13. SEVERABILITY: Any provision in this Plan which is prohibited or unenforceable in any jurisdiction shall, as to such jurisdiction, be ineffective only to the extent of such prohibition or unenforceability without invalidating or affecting the remaining provisions hereof, and any such prohibition or unenforceability in any jurisdiction shall not invalidate or render unenforceable such provision in any other jurisdiction.

14. OTHER PLANS AND AGREEMENTS: Notwithstanding any provision herein to the contrary, in the event the Executive’s employment with the Corporation or applicable subsidiary terminates and the Executive is entitled to receive termination, separation or other like amounts from the Corporation or any of its subsidiaries pursuant to any contract of employment, generally prevailing separation pay policy, or other program of the Corporation or applicable subsidiary, all such amounts shall be applied to and set off against the Corporation’s or applicable subsidiary’s obligation set forth in Section 7 of this Plan and provided that, consistent with the requirements of Section 409A and in order to avoid any impermissible acceleration under this Plan, such amounts shall be paid in accordance with the terms of the applicable contract, policy or program and the Executive shall not have any discretion over the tax year in which any such set-off amount described in this Section 14 is made. Nothing in this Section 14 is intended to result in set-off of pension benefits, supplemental executive retirement benefits, disability benefits, deferred compensation benefits, retiree benefits or any other plan benefits not directly provided as termination or separation benefits.

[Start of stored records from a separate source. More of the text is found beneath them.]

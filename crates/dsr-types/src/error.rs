//! Error types for identifier construction.

use thiserror::Error;

/// Errors raised when building identifiers or locators.
#[derive(Debug, Clone, PartialEq, Eq, Error)]
pub enum TypeError {
    /// A datastream id must not be empty.
    #[error("datastream id must not be empty")]
    EmptyDsid,

    /// The datastream id contains characters that cannot appear in a single
    /// URI path segment.
    #[error("invalid datastream id {dsid:?}: {reason}")]
    InvalidDsid { dsid: String, reason: String },

    /// An object id must not be empty.
    #[error("object id must not be empty")]
    EmptyObjectId,
}

/// Convenience type alias for identifier operations.
pub type TypeResult<T> = std::result::Result<T, TypeError>;
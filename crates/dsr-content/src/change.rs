//! Deciding whether staged content differs from what is persisted.

use crate::content::ContentHandle;

/// Content-equality predicate supplied by the owner of a datastream.
///
/// The resolver only consumes the answer; it never diffs content itself.
pub trait ChangeDetector<C>: Send + Sync {
    /// `true` if `staged` differs from the persisted content.
    fn is_changed(&self, staged: &C) -> bool;
}

impl<C, F> ChangeDetector<C> for F
where
    F: Fn(&C) -> bool + Send + Sync,
{
    fn is_changed(&self, staged: &C) -> bool {
        self(staged)
    }
}

/// Treats any staged content as changed.
#[derive(Clone, Copy, Debug, Default)]
pub struct AlwaysChanged;

impl<C> ChangeDetector<C> for AlwaysChanged {
    fn is_changed(&self, _staged: &C) -> bool {
        true
    }
}

/// Compares in-memory staged content against a BLAKE3 digest of the last
/// persisted content.
///
/// Files and streams are always considered changed since hashing them would
/// consume the handle. With no known persisted digest, everything is
/// changed.
#[derive(Clone, Debug, Default, PartialEq, Eq)]
pub struct DigestChangeDetector {
    persisted: Option<blake3::Hash>,
}

impl DigestChangeDetector {
    /// A detector that knows nothing about persisted content.
    pub fn unknown() -> Self {
        Self::default()
    }

    /// A detector seeded with the persisted bytes.
    pub fn for_content(persisted: &[u8]) -> Self {
        Self {
            persisted: Some(blake3::hash(persisted)),
        }
    }

    /// Record new persisted bytes, e.g. after a save or a load.
    pub fn set_persisted(&mut self, persisted: &[u8]) {
        self.persisted = Some(blake3::hash(persisted));
    }

    /// Forget the persisted digest.
    pub fn clear(&mut self) {
        self.persisted = None;
    }

    /// Hex digest of the persisted content, if known.
    pub fn persisted_hex(&self) -> Option<String> {
        self.persisted.map(|h| hex::encode(h.as_bytes()))
    }
}

impl ChangeDetector<ContentHandle> for DigestChangeDetector {
    fn is_changed(&self, staged: &ContentHandle) -> bool {
        match (self.persisted, staged.as_bytes()) {
            (Some(persisted), Some(bytes)) => blake3::hash(bytes) != persisted,
            _ => true,
        }
    }
}
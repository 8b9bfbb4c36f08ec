//! Capabilities a datastream needs from the remote repository.

use async_trait::async_trait;
use dsr_types::{DatastreamLocator, ObjectLocator};

use crate::error::{StoreError, StoreResult};

/// Status line and declared length of a metadata-only (HEAD) request.
#[derive(Clone, Copy, Debug, PartialEq, Eq)]
pub struct HeadResponse {
    pub status: u16,
    pub content_length: Option<u64>,
}

impl HeadResponse {
    pub fn new(status: u16, content_length: Option<u64>) -> Self {
        Self {
            status,
            content_length,
        }
    }

    /// A `200 OK` carrying `Content-Length: len`.
    pub fn ok(len: u64) -> Self {
        Self::new(200, Some(len))
    }

    /// A `404 Not Found`.
    pub fn not_found() -> Self {
        Self::new(404, None)
    }

    pub fn is_success(&self) -> bool {
        (200..=299).contains(&self.status)
    }

    pub fn is_not_found(&self) -> bool {
        matches!(self.status, 404 | 410)
    }

    /// Interpret the response as a persisted size.
    ///
    /// - 2xx with a length: `Some(len)`; zero is a real size.
    /// - 2xx without a length: `None`, the size is not declared.
    /// - 404/410: `None`, the content does not exist.
    /// - 5xx: [`StoreError::RepositoryUnreachable`].
    /// - anything else: [`StoreError::UnexpectedStatus`].
    pub fn declared_size(&self, locator: &DatastreamLocator) -> StoreResult<Option<u64>> {
        if self.is_success() {
            Ok(self.content_length)
        } else if self.is_not_found() {
            Ok(None)
        } else {
            Err(StoreError::from_status(locator, self.status))
        }
    }
}

/// Metadata-only fetch against the repository.
///
/// Implementations must not retry and must report transport failures as
/// [`StoreError::RepositoryUnreachable`] rather than a "not found" response.
#[async_trait]
pub trait HeadSource: Send + Sync {
    /// Issue a HEAD request for the datastream.
    async fn head(&self, locator: &DatastreamLocator) -> StoreResult<HeadResponse>;

    /// HEAD the datastream and interpret the result as a size.
    async fn head_size(&self, locator: &DatastreamLocator) -> StoreResult<Option<u64>> {
        self.head(locator).await?.declared_size(locator)
    }
}

/// Deletes whole objects from the repository.
#[async_trait]
pub trait ObjectRemover: Send + Sync {
    /// Delete the object and everything under it. Returns `true` if the
    /// object existed.
    async fn delete(&self, locator: &ObjectLocator) -> StoreResult<bool>;
}

#[async_trait]
impl<T: HeadSource + ?Sized> HeadSource for std::sync::Arc<T> {
    async fn head(&self, locator: &DatastreamLocator) -> StoreResult<HeadResponse> {
        (**self).head(locator).await
    }
}

#[async_trait]
impl<T: ObjectRemover + ?Sized> ObjectRemover for std::sync::Arc<T> {
    async fn delete(&self, locator: &ObjectLocator) -> StoreResult<bool> {
        (**self).delete(locator).await
    }
}

#[cfg(test)]
mod tests {
    use super::*;
    use dsr_types::DatastreamId;

    fn locator() -> DatastreamLocator {
        ObjectLocator::new("http://localhost:8983/fedora/rest/test", "1234")
            .unwrap()
            .datastream(DatastreamId::new("abcd").unwrap())
    }

    #[test]
    fn success_with_length_is_a_size() {
        assert_eq!(HeadResponse::ok(9999).declared_size(&locator()).unwrap(), Some(9999));
        assert_eq!(HeadResponse::ok(0).declared_size(&locator()).unwrap(), Some(0));
    }

    #[test]
    fn success_without_length_is_unknown() {
        let resp = HeadResponse::new(204, None);
        assert_eq!(resp.declared_size(&locator()).unwrap(), None);
    }

    #[test]
    fn not_found_is_a_value() {
        assert_eq!(HeadResponse::not_found().declared_size(&locator()).unwrap(), None);
        assert_eq!(HeadResponse::new(410, None).declared_size(&locator()).unwrap(), None);
    }

    #[test]
    fn server_errors_are_unreachable() {
        for status in [500, 502, 503] {
            let err = HeadResponse::new(status, None).declared_size(&locator()).unwrap_err();
            assert!(err.is_unreachable(), "{status}");
        }
    }

    #[test]
    fn client_errors_are_unexpected_status() {
        for status in [400, 401, 403, 302] {
            let err = HeadResponse::new(status, None).declared_size(&locator()).unwrap_err();
            assert!(!err.is_unreachable(), "{status}");
            assert_eq!(err.unexpected_status(), Some(status));
        }
    }
}
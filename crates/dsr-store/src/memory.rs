use std::collections::HashMap;
use std::sync::atomic::{AtomicBool, AtomicUsize, Ordering};
use std::sync::RwLock;

use async_trait::async_trait;
use dsr_types::locator::relative_path;
use dsr_types::{DatastreamLocator, ObjectLocator};
use tracing::debug;

use crate::error::{StoreError, StoreResult};
use crate::traits::{HeadResponse, HeadSource, ObjectRemover};

/// In-memory, HashMap-based repository.
///
/// Intended for tests and embedding. Resources are keyed by their relative
/// path (`/fedora/rest/test/1234/abcd`) and carry an optional declared
/// length. Every HEAD is counted, and the whole repository can be taken
/// offline to simulate transport failures.
pub struct InMemoryRepository {
    resources: RwLock<HashMap<String, Option<u64>>>,
    head_calls: AtomicUsize,
    offline: AtomicBool,
}

impl InMemoryRepository {
    /// Create a new empty repository.
    pub fn new() -> Self {
        Self {
            resources: RwLock::new(HashMap::new()),
            head_calls: AtomicUsize::new(0),
            offline: AtomicBool::new(false),
        }
    }

    /// Store a datastream with a declared length.
    pub fn put(&self, locator: &DatastreamLocator, len: u64) {
        self.put_raw(&locator.relative_path(), Some(len));
    }

    /// Store a datastream whose responses carry no `Content-Length`.
    pub fn put_without_length(&self, locator: &DatastreamLocator) {
        self.put_raw(&locator.relative_path(), None);
    }

    /// Store a resource by relative path.
    pub fn put_raw(&self, path: &str, len: Option<u64>) {
        self.resources
            .write()
            .expect("lock poisoned")
            .insert(path.to_string(), len);
    }

    /// Returns `true` if the datastream exists.
    pub fn contains(&self, locator: &DatastreamLocator) -> bool {
        self.resources
            .read()
            .expect("lock poisoned")
            .contains_key(&locator.relative_path())
    }

    /// Number of resources currently stored.
    pub fn len(&self) -> usize {
        self.resources.read().expect("lock poisoned").len()
    }

    /// Returns `true` if the repository is empty.
    pub fn is_empty(&self) -> bool {
        self.len() == 0
    }

    /// Number of HEAD requests served so far, including failed ones.
    pub fn head_calls(&self) -> usize {
        self.head_calls.load(Ordering::SeqCst)
    }

    /// Simulate the repository going away (or coming back).
    pub fn set_offline(&self, offline: bool) {
        self.offline.store(offline, Ordering::SeqCst);
    }

    fn check_online(&self, locator: &str) -> StoreResult<()> {
        if self.offline.load(Ordering::SeqCst) {
            return Err(StoreError::unreachable(locator, "connection refused"));
        }
        Ok(())
    }
}

impl Default for InMemoryRepository {
    fn default() -> Self {
        Self::new()
    }
}

#[async_trait]
impl HeadSource for InMemoryRepository {
    async fn head(&self, locator: &DatastreamLocator) -> StoreResult<HeadResponse> {
        self.head_calls.fetch_add(1, Ordering::SeqCst);
        self.check_online(&locator.uri())?;
        let path = locator.relative_path();
        let map = self.resources.read().expect("lock poisoned");
        let resp = match map.get(&path) {
            Some(len) => HeadResponse::new(200, *len),
            None => HeadResponse::not_found(),
        };
        debug!(%path, status = resp.status, "in-memory HEAD");
        Ok(resp)
    }
}

#[async_trait]
impl ObjectRemover for InMemoryRepository {
    async fn delete(&self, locator: &ObjectLocator) -> StoreResult<bool> {
        self.check_online(&locator.uri())?;
        let root = relative_path(&locator.uri());
        let nested = format!("{root}/");
        let mut map = self.resources.write().expect("lock poisoned");
        let before = map.len();
        map.retain(|path, _| path != &root && !path.starts_with(&nested));
        Ok(map.len() != before)
    }
}

impl std::fmt::Debug for InMemoryRepository {
    fn fmt(&self, f: &mut std::fmt::Formatter<'_>) -> std::fmt::Result {
        f.debug_struct("InMemoryRepository")
            .field("resource_count", &self.len())
            .field("head_calls", &self.head_calls())
            .finish()
    }
}

#[cfg(test)]
mod tests {
    use super::*;
    use dsr_types::DatastreamId;

    const BASE: &str = "http://localhost:8983/fedora/rest/test";

    fn object(id: &str) -> ObjectLocator {
        ObjectLocator::new(BASE, id).unwrap()
    }

    fn ds(object_id: &str, dsid: &str) -> DatastreamLocator {
        object(object_id).datastream(DatastreamId::new(dsid).unwrap())
    }

    #[tokio::test]
    async fn head_existing_datastream() {
        let repo = InMemoryRepository::new();
        repo.put(&ds("1234", "abcd"), 9999);

        let resp = repo.head(&ds("1234", "abcd")).await.unwrap();
        assert_eq!(resp, HeadResponse::ok(9999));
        assert_eq!(repo.head_size(&ds("1234", "abcd")).await.unwrap(), Some(9999));
        assert_eq!(repo.head_calls(), 2);
    }

    #[tokio::test]
    async fn head_missing_datastream_is_not_found() {
        let repo = InMemoryRepository::new();
        let resp = repo.head(&ds("1234", "nope")).await.unwrap();
        assert!(resp.is_not_found());
        assert_eq!(repo.head_size(&ds("1234", "nope")).await.unwrap(), None);
    }

    #[tokio::test]
    async fn head_without_length() {
        let repo = InMemoryRepository::new();
        repo.put_without_length(&ds("1234", "abcd"));
        assert_eq!(repo.head_size(&ds("1234", "abcd")).await.unwrap(), None);
    }

    #[tokio::test]
    async fn offline_repository_is_unreachable() {
        let repo = InMemoryRepository::new();
        repo.put(&ds("1234", "abcd"), 1);
        repo.set_offline(true);

        let err = repo.head(&ds("1234", "abcd")).await.unwrap_err();
        assert!(err.is_unreachable());
        assert_eq!(repo.head_calls(), 1);

        repo.set_offline(false);
        assert!(repo.head(&ds("1234", "abcd")).await.is_ok());
    }

    #[tokio::test]
    async fn delete_removes_object_and_datastreams_only() {
        let repo = InMemoryRepository::new();
        repo.put(&ds("1234", "abcd"), 1);
        repo.put(&ds("1234", "FOO1"), 2);
        repo.put(&ds("12345", "abcd"), 3);

        assert!(repo.delete(&object("1234")).await.unwrap());
        assert!(!repo.contains(&ds("1234", "abcd")));
        assert!(!repo.contains(&ds("1234", "FOO1")));
        assert!(repo.contains(&ds("12345", "abcd")));

        assert!(!repo.delete(&object("1234")).await.unwrap());
    }
}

15. AMENDMENT AND TERMINATION: This Plan may be amended or terminated by action of the Board. This Plan shall terminate with respect to an Executive if the Chief Executive Officer of the Corporation determines that the Executive is no longer a key executive to be provided a severance agreement and so notifies the Executive by certified mail at least thirty (30) days before participation in this Plan shall cease. Notwithstanding the foregoing, no such amendment, termination or determination may be made, (and if made, shall have no effect during the period of thirty-six months following any Change of Control or during any period of time when the Corporation has knowledge that any third person has taken steps reasonably calculated to effect a Change of Control, until such third person has abandoned or terminated his efforts to effect a Change of Control as determined by the Board in good faith, but in its sole discretion.

16. GOVERNING LAW: This Plan shall be governed by and construed in accordance with the laws of the State of Delaware, without reference to principles of conflict of laws. The captions of this Plan are not part of the provisions hereof and shall have no force or effect.

17. By acceptance of participation in this Plan, an Executive agrees to give a minimum of four (4) weeks’ notice to the Corporation in the event of his voluntary resignation.